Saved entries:
#![cfg_attr(feature = "fail-on-warnings", deny(warnings))]
#![warn(clippy::all, clippy::pedantic, clippy::nursery, clippy::cargo)]
#![allow(clippy::multiple_crate_versions, clippy::cargo_common_metadata)]

//! Terminal plumbing for the plot GFA binaries.
//!
//! [`init_logger`] installs `pretty_env_logger` behind
//! `indicatif-log-bridge`, so log lines are printed above the progress
//! bars instead of through them. [`IndicatifProgress`] counts plots through
//! the overlay and engine stages of one command.

use std::sync::Arc;
use std::time::Duration;

use indicatif::{ProgressBar, ProgressStyle};
use plot_gfa_overlay::{ProgressCallback, stage_message};
use plot_gfa_zoning_models::Stage;

pub use indicatif::MultiProgress;

const PLOTS_TEMPLATE: &str =
    "  {prefix} {msg} {wide_bar:.cyan/dim} {pos}/{len} plots {percent}% [{eta}]";

/// One bar per command. It spins between stages, showing the command name,
/// and counts plots while a stage runs.
pub struct IndicatifProgress {
    bar: ProgressBar,
    spinner: ProgressStyle,
    plots: ProgressStyle,
}

impl IndicatifProgress {
    /// A bar for `command`, spinning until the first stage begins.
    #[must_use]
    pub fn command_bar(multi: &MultiProgress, command: &str) -> Arc<dyn ProgressCallback> {
        let spinner = ProgressStyle::with_template("{spinner:.cyan} {prefix} {msg}")
            .unwrap_or_else(|_| ProgressStyle::default_spinner());
        let plots = ProgressStyle::with_template(PLOTS_TEMPLATE)
            .unwrap_or_else(|_| ProgressStyle::default_bar())
            .progress_chars("##-");

        let bar = multi.add(ProgressBar::new_spinner());
        bar.enable_steady_tick(Duration::from_millis(100));
        bar.set_style(spinner.clone());
        bar.set_prefix(command.to_string());
        bar.set_message("loading inputs");

        Arc::new(Self {
            bar,
            spinner,
            plots,
        })
    }
}

impl ProgressCallback for IndicatifProgress {
    fn begin(&self, stage: Stage, plots: u64, layers: usize) {
        self.bar.reset();
        self.bar.set_length(plots);
        self.bar.set_style(self.plots.clone());
        self.bar.set_message(stage_message(stage, layers));
    }

    fn advance(&self, plots: u64) {
        self.bar.inc(plots);
    }

    fn finish(&self, summary: String) {
        // Back to spinning until the next stage, or the end of the command.
        self.bar.set_style(self.spinner.clone());
        self.bar.set_message(summary);
    }
}

/// Installs the global logger (filtered by `RUST_LOG`, `info` when unset)
/// and returns the [`MultiProgress`] every bar must be added to.
#[must_use]
pub fn init_logger() -> MultiProgress {
    let multi = MultiProgress::new();

    let mut builder = pretty_env_logger::formatted_builder();
    builder.filter_level(log::LevelFilter::Info);
    if let Ok(filters) = std::env::var("RUST_LOG") {
        builder.parse_filters(&filters);
    }
    let logger = builder.build();
    let level = logger.filter();

    // Already initialized when several commands run in one process.
    indicatif_log_bridge::LogWrapper::new(multi.clone(), logger)
        .try_init()
        .ok();

    log::set_max_level(level);

    multi
}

■ WORK ORDER
Using the data above, repeat exactly the lines that begin at the line with "use plot_gfa_zoning_models::Stage;" and end at the line with "self.bar.reset();", both ends included.

■ THE COMPLETED TASK
use plot_gfa_zoning_models::Stage;

pub use indicatif::MultiProgress;

const PLOTS_TEMPLATE: &str =
    "  {prefix} {msg} {wide_bar:.cyan/dim} {pos}/{len} plots {percent}% [{eta}]";

/// One bar per command. It spins between stages, showing the command name,
/// and counts plots while a stage runs.
pub struct IndicatifProgress {
    bar: ProgressBar,
    spinner: ProgressStyle,
    plots: ProgressStyle,
}

impl IndicatifProgress {
    /// A bar for `command`, spinning until the first stage begins.
    #[must_use]
    pub fn command_bar(multi: &MultiProgress, command: &str) -> Arc<dyn ProgressCallback> {
        let spinner = ProgressStyle::with_template("{spinner:.cyan} {prefix} {msg}")
            .unwrap_or_else(|_| ProgressStyle::default_spinner());
        let plots = ProgressStyle::with_template(PLOTS_TEMPLATE)
            .unwrap_or_else(|_| ProgressStyle::default_bar())
            .progress_chars("##-");

        let bar = multi.add(ProgressBar::new_spinner());
        bar.enable_steady_tick(Duration::from_millis(100));
        bar.set_style(spinner.clone());
        bar.set_prefix(command.to_string());
        bar.set_message("loading inputs");

        Arc::new(Self {
            bar,
            spinner,
            plots,
        })
    }
}

impl ProgressCallback for IndicatifProgress {
    fn begin(&self, stage: Stage, plots: u64, layers: usize) {
        self.bar.reset();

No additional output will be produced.